There is epistemology and there is physics and it doesn’t matter what Popper, Deutsch, Einstein, Socrates or Feynman or anyone else said because there is not Einstein’s physics strictly. There is physics. And there is not Popper’s epistemology: there is epistemology. And it’s not clear to me that Popper always was the most clear when it comes to explaining some of this because like any genius who gets to some place first he has the most muck and mud and nonsense to clear out of the way before making a path through for the rest of us who have a much easier time seeing the road ahead. So it’s not Popper’s fault he wasn’t always clear. You try being the very first person to figure out a precise epistemology that describes conjectural knowledge in detail when everyone around you is a Platonist who is dogmatically committed to justified true belief. We should be careful when we are saying Popper meant “so and so” not merely to quote him but quote some substantial part of what he said in context and provide the context. The same is true of any philosopher or any one whatsoever who has written substantially on any topic. And even then it might all be pointless because what we’re actually interested in are the ideas. Not who said what. Unless the issue is “who said what?”

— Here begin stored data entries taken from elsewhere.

//! Password-based encryption and hashing.
//!
//! - **key**: PBKDF2-HMAC-SHA-256 key derivation (65536 rounds, 256-bit key)
//! - **cipher**: AES-256-CBC with PKCS#7 padding, random salt and IV per call
//! - **encoding**: base64 transport encoding of payload fields
//! - **digest**: MD5 / SHA-256 / SHA-512 text hashing
//! - **service**: host-facing operations returning `success`/`error` results
//!
//! ## Payload format
//!
//! A payload is `(ciphertext, iv, salt)`, each base64-encoded. There is no
//! version marker and no MAC: key derivation parameters are implicit, and
//! the ciphertext is not authenticated. A wrong password is detected only
//! by padding/UTF-8 validation, which is probabilistic.
//!
//! ## Threat Model
//!
//! We defend against:
//! - Reading a stored payload without the password
//! - Precomputed-key attacks (per-payload random salt)
//!
//! We do NOT defend against:
//! - Ciphertext tampering (no integrity check)
//! - Offline brute force of weak passwords beyond the PBKDF2 work factor

pub mod cipher;
pub mod digest;
pub mod encoding;
pub mod key;
pub mod service;

pub use cipher::{EncryptedPayload, BLOCK_SIZE, IV_LENGTH};
pub use digest::{digest, HashAlgorithm, HashDigest};
pub use encoding::EncodedPayload;
pub use key::{derive_key, DerivedKey, KEY_LENGTH, PBKDF2_ITERATIONS, SALT_LENGTH};
pub use service::{
    decrypt_encoded, decrypt_text, encrypt_text, hash_text, DecryptionResult, EncryptionResult,
    HashResult,
};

And all of that is on a continuum with this here and now. A fabrication and misattribution. What appears in Mr. Freeman’s book which is titled “Schools of Hellas” - with a subtitle “An essay on the practise and theory of ancient Greek Education” is something very close to the quotation that gets passed around and wrongly attributed to Socrates. I have not read the whole book “Schools of Hellas” - but I did spend a couple of days reading the first two chapters, in order to locate the exact quote and determine its context. I do think the book is an impressive and interesting work (so far!) because - well, how interesting this whole subject is. School in ancient Greece! Freeman has a wonderfully evocative way of writing. In the introduction he says that Hellas-ancient Greece in other words- was basically the teacher of nations. And therefore that a study of how the teacher of nations “teach her own sons and daughters” might be informative. And in so wondering: are there lessons for the modern world? He asks the reader to consider.
Now this book was published in 1907. So by any metric I can find is out of copyright. In Australia copyright on books is 75 years and in the US it is 95 years and the UK has something more complicated but the longest duration is 70 years after the death of the last surviving author. So in this case the author died in 1906 and so for all the places that matter to me for the purpose of this we can provide the book online. So it’s there on my website as a pdf right here: https://www.bretthall.org/schools-of-hellas.html If someone in authority or with expert knowledge contacts me to say: remove that link to that pdf or else we’ll take you to court: I’ll do it. But until then, I think I’ve got the law right. If it’s not there, you’ll know what’s happened!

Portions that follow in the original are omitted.